UNITED STATES DISTRICT COURT WESTERN DISTRICT OF ARKANSAS TEXARKANA DIVISION
Apr 6, 2020
Case No. 4:01-cr-40021-001 (W.D. Ark. Apr. 6, 2020)

Opinion

Case No. 4:01-cr-40021-001

04-06-2020

UNITED STATES OF AMERICA PLAINTIFF v. FRED BRADLEY DEFENDANT


ORDER

Before the Court is Defendant Fred Bradley's Motion to Reduce Revocation Sentence Pursuant to the First Step Act of 2018. (ECF No. 59). The Government has responded. (ECF No. 66). The Court finds the matter ripe for consideration.

I. BACKGROUND

On January 18, 2002, Defendant pleaded guilty to the charge of distribution of more than 50 grams of cocaine base, in violation of 21 U.S.C. §§ 841(a)(1), (b)(1)(B)(iii). On January 15, 2002, the Court sentenced Defendant to 188 months of imprisonment, 5 years of supervised release, a $100 special assessment, and a $1,000 fine.

The Honorable Harry F. Barnes presided over this case at the time.

Defendant served his term of incarceration. On August 25, 2015, he was released from prison and began his five-year term of supervised release. On October 25, 2017, while still on supervised release, Defendant was named in an eleven-count indictment in the Western District of Arkansas, Texarkana Division, and was charged with several felony narcotics offenses. Defendant was ultimately charged with one count of conspiracy to distribute MDMA, cocaine, and methamphetamine, and four counts of use of a communication facility to commit, cause or facilitate a felony drug offense. On November 2, 2017, the United States Probation Office filed a Petition for Warrant or Summons for Offender Under Supervision in this case, in connection with the newly filed charges against Defendant. On May 17, 2018, Defendant pleaded guilty to one count of conspiracy to distribute MDMA, cocaine, and methamphetamine. On July 25, 2019, the Court sentenced Defendant to sixty-three months of imprisonment and a three-year term of supervised release for that offense.

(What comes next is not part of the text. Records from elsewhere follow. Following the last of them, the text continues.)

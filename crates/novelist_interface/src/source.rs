//! Source provider trait.

use async_trait::async_trait;
use novelist_core::SourceDocument;
use novelist_error::NovelistResult;

/// Supplies the normalized source novel.
///
/// Loading has no side effects the pipeline needs to manage; an unreadable
/// or empty source is reported as an error.
#[async_trait]
pub trait SourceProvider: Send + Sync {
    /// Load the document named by `identifier`.
    async fn load(&self, identifier: &str) -> NovelistResult<SourceDocument>;
}
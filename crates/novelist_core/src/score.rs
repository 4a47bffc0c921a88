//! Evaluation scores.

use crate::ConceptId;
use serde::{Deserialize, Serialize};
use std::collections::BTreeMap;

/// Rating assigned to a concept by the evaluator.
#[derive(Debug, Clone, PartialEq, Serialize, Deserialize, derive_getters::Getters)]
pub struct Score {
    /// Concept being rated
    concept_id: ConceptId,
    /// Overall rating (mean of the criteria, 0 when unscored)
    rating: f64,
    /// Per-criterion ratings
    criteria: BTreeMap<String, u8>,
    /// Evaluator rationale
    rationale: String,
}

impl Score {
    /// Builds a score whose rating is the mean of the criteria.
    pub fn from_criteria(
        concept_id: ConceptId,
        criteria: BTreeMap<String, u8>,
        rationale: impl Into<String>,
    ) -> Self {
        let rating = if criteria.is_empty() {
            0.0
        } else {
            criteria.values().map(|v| f64::from(*v)).sum::<f64>() / criteria.len() as f64
        };
        Self {
            concept_id,
            rating,
            criteria,
            rationale: rationale.into(),
        }
    }

    /// Placeholder score for a concept the evaluator could not rate.
    pub fn unscored(concept_id: ConceptId, reason: impl Into<String>) -> Self {
        Self {
            concept_id,
            rating: 0.0,
            criteria: BTreeMap::new(),
            rationale: format!("unscored: {}", reason.into()),
        }
    }
}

Case No. 4:17-cr-40014-SOH.

Also on July 25, 2019, the Court held a revocation hearing in this case, where Defendant admitted to violating the terms of his supervised release. The Court revoked Defendant's supervision and sentenced him to forty-one months of imprisonment, to be served consecutively to the term of imprisonment imposed in case number 4:17-cr-40014-SOH, with no term of supervised release to follow.

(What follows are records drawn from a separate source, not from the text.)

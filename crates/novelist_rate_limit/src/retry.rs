//! Shared retry utility for completion calls.

use novelist_core::RetryConfig;
use novelist_error::{CompletionError, CompletionErrorKind, RetryableError};
use std::future::Future;
use std::sync::atomic::{AtomicUsize, Ordering};
use std::time::Duration;
use tokio_retry2::strategy::{ExponentialBackoff, jitter};
use tokio_retry2::{Retry, RetryError};
use tokio_util::sync::CancellationToken;
use tracing::{debug, warn};

/// Delays between attempts: capped exponential growth from the initial
/// backoff, one delay fewer than the attempt budget.
fn backoff_delays(policy: &RetryConfig) -> Vec<Duration> {
    let retries = policy.max_attempts.saturating_sub(1);
    if policy.initial_backoff_ms == 0 {
        return vec![Duration::ZERO; retries];
    }

    // from_millis(2) doubles each step; factor scales the first delay to
    // the configured initial backoff
    let factor = (policy.initial_backoff_ms / 2).max(1);
    ExponentialBackoff::from_millis(2)
        .factor(factor)
        .max_delay(policy.max_backoff())
        .map(|delay| if policy.jitter { jitter(delay) } else { delay })
        .take(retries)
        .collect()
}

/// Runs `operation` until it succeeds, fails permanently, or exhausts the
/// attempt budget.
///
/// Transient failures are retried after a capped exponential backoff.
/// Validation and fatal failures are returned immediately. When every attempt
/// failed transiently the last failure is escalated to `RetriesExhausted`,
/// which is fatal. Cancelling `token` aborts the in-flight attempt or backoff
/// sleep and returns `Cancelled`.
#[tracing::instrument(skip(policy, token, operation), fields(max_attempts = policy.max_attempts))]
pub async fn retry_with_backoff<F, Fut, T>(
    label: &str,
    policy: &RetryConfig,
    token: &CancellationToken,
    mut operation: F,
) -> Result<T, CompletionError>
where
    F: FnMut() -> Fut,
    Fut: Future<Output = Result<T, CompletionError>>,
{
    if token.is_cancelled() {
        return Err(CompletionError::new(CompletionErrorKind::Cancelled));
    }

    let attempts = AtomicUsize::new(0);
    let delays = backoff_delays(policy);

    let retrying = Retry::spawn(delays, || {
        let attempt = attempts.fetch_add(1, Ordering::SeqCst) + 1;
        let call = operation();
        async move {
            match call.await {
                Ok(value) => {
                    if attempt > 1 {
                        debug!(attempt, "Operation succeeded after retry");
                    }
                    Ok(value)
                }
                Err(err) if err.is_retryable() => {
                    warn!(attempt, error = %err.kind, "Transient failure, retrying");
                    RetryError::to_transient(err)
                }
                Err(err) => RetryError::to_permanent(err),
            }
        }
    });

    let outcome = tokio::select! {
        biased;
        _ = token.cancelled() => {
            debug!("Retry loop cancelled");
            return Err(CompletionError::new(CompletionErrorKind::Cancelled));
        }
        outcome = retrying => outcome,
    };

    outcome.map_err(|err| {
        if err.is_retryable() {
            let attempts = attempts.load(Ordering::SeqCst);
            warn!(attempts, error = %err.kind, "All retry attempts exhausted");
            CompletionError::new(CompletionErrorKind::RetriesExhausted {
                attempts,
                last: err.kind.to_string(),
            })
        } else {
            err
        }
    })
}

#[cfg(test)]
mod tests {
    use super::*;
    use std::sync::atomic::AtomicU32;

    fn fast_policy(max_attempts: usize) -> RetryConfig {
        RetryConfig {
            max_attempts,
            initial_backoff_ms: 1,
            max_backoff_ms: 5,
            jitter: false,
        }
    }

    fn timeout() -> CompletionError {
        CompletionError::new(CompletionErrorKind::Timeout("30s".into()))
    }

    #[test]
    fn test_delays_are_capped_and_bounded() {
        let policy = RetryConfig {
            max_attempts: 6,
            initial_backoff_ms: 1000,
            max_backoff_ms: 4000,
            jitter: false,
        };
        let delays = backoff_delays(&policy);
        assert_eq!(delays.len(), 5);
        assert_eq!(delays[0], Duration::from_millis(1000));
        assert_eq!(delays[1], Duration::from_millis(2000));
        assert!(delays.iter().all(|d| *d <= Duration::from_millis(4000)));
    }

    #[tokio::test]
    async fn test_single_transient_failure_retries_once() {
        let calls = AtomicU32::new(0);
        let token = CancellationToken::new();

        let result = retry_with_backoff("draft", &fast_policy(5), &token, || {
            let n = calls.fetch_add(1, Ordering::SeqCst);
            async move {
                if n == 0 {
                    Err(timeout())
                } else {
                    Ok("draft text")
                }
            }
        })
        .await;

        assert_eq!(result.unwrap(), "draft text");
        assert_eq!(calls.load(Ordering::SeqCst), 2);
    }

    #[tokio::test]
    async fn test_exhaustion_escalates_to_fatal() {
        let calls = AtomicU32::new(0);
        let token = CancellationToken::new();

        let err = retry_with_backoff("draft", &fast_policy(3), &token, || {
            calls.fetch_add(1, Ordering::SeqCst);
            async { Err::<(), _>(timeout()) }
        })
        .await
        .unwrap_err();

        assert_eq!(calls.load(Ordering::SeqCst), 3);
        assert!(matches!(
            err.kind,
            CompletionErrorKind::RetriesExhausted { attempts: 3, .. }
        ));
        assert!(!err.is_retryable());
    }

    #[tokio::test]
    async fn test_fatal_failure_is_not_retried() {
        let calls = AtomicU32::new(0);
        let token = CancellationToken::new();

        let err = retry_with_backoff("ideas", &fast_policy(5), &token, || {
            calls.fetch_add(1, Ordering::SeqCst);
            async {
                Err::<(), _>(CompletionError::new(CompletionErrorKind::Unauthorized(
                    "invalid key".into(),
                )))
            }
        })
        .await
        .unwrap_err();

        assert_eq!(calls.load(Ordering::SeqCst), 1);
        assert!(matches!(err.kind, CompletionErrorKind::Unauthorized(_)));
    }

    #[tokio::test]
    async fn test_cancelled_token_skips_the_call() {
        let calls = AtomicU32::new(0);
        let token = CancellationToken::new();
        token.cancel();

        let err = retry_with_backoff("critique", &fast_policy(5), &token, || {
            calls.fetch_add(1, Ordering::SeqCst);
            async { Ok(()) }
        })
        .await
        .unwrap_err();

        assert_eq!(calls.load(Ordering::SeqCst), 0);
        assert_eq!(err.kind, CompletionErrorKind::Cancelled);
    }

    #[tokio::test]
    async fn test_cancellation_interrupts_backoff() {
        let token = CancellationToken::new();
        let policy = RetryConfig {
            max_attempts: 5,
            initial_backoff_ms: 60_000,
            max_backoff_ms: 60_000,
            jitter: false,
        };

        let canceller = token.clone();
        tokio::spawn(async move {
            tokio::time::sleep(Duration::from_millis(20)).await;
            canceller.cancel();
        });

        let err = retry_with_backoff("revise", &policy, &token, || async {
            Err::<(), _>(timeout())
        })
        .await
        .unwrap_err();
        assert_eq!(err.kind, CompletionErrorKind::Cancelled);
    }
}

On February 10, 2020, Defendant filed a pro se motion for a sentence reduction pursuant to Section 404 of the First Step Act of 2018 (the "FSA"). The Court appointed the Federal Public Defender to represent Defendant with respect to the motion. On March 20, 2020, Defendant's counsel filed a supplement to the motion. (ECF No. 65). Defendant asks for a reduction of his revocation sentence pursuant to the FSA. The government opposes the motion.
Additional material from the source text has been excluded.